*** Excerpted records ***
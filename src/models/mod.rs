pub mod chatmodels;
pub mod offermodels;
pub mod paymentmodels;
pub mod walletmodels;
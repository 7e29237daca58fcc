// utils/order_code.rs
use rand::Rng;

pub const ORDER_CODE_LEN: usize = 8;
const ORDER_CODE_CHARSET: &[u8] = b"ABCDEFGHIJKLMNOPQRSTUVWXYZ0123456789";

pub fn generate_order_code() -> String {
    let mut rng = rand::rng();
    (0..ORDER_CODE_LEN)
        .map(|_| ORDER_CODE_CHARSET[rng.random_range(0..ORDER_CODE_CHARSET.len())] as char)
        .collect()
}

pub fn is_valid_order_code(code: &str) -> bool {
    code.len() == ORDER_CODE_LEN
        && code
            .bytes()
            .all(|b| b.is_ascii_uppercase() || b.is_ascii_digit())
}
*** End of Excerpted records ***
#### Problem:
Line by line, reproduce the records above exactly.

#### Finished exercise:
filename src/models/mod.rs
pub mod chatmodels;
pub mod offermodels;
pub mod paymentmodels;
pub mod walletmodels;
repository 7e29237daca58fcc
// utils/order_code.rs
use rand::Rng;

pub const ORDER_CODE_LEN: usize = 8;
const ORDER_CODE_CHARSET: &[u8] = b"ABCDEFGHIJKLMNOPQRSTUVWXYZ0123456789";

pub fn generate_order_code() -> String {
    let mut rng = rand::rng();
    (0..ORDER_CODE_LEN)
        .map(|_| ORDER_CODE_CHARSET[rng.random_range(0..ORDER_CODE_CHARSET.len())] as char)
        .collect()
}

pub fn is_valid_order_code(code: &str) -> bool {
    code.len() == ORDER_CODE_LEN
        && code
            .bytes()
            .all(|b| b.is_ascii_uppercase() || b.is_ascii_digit())
}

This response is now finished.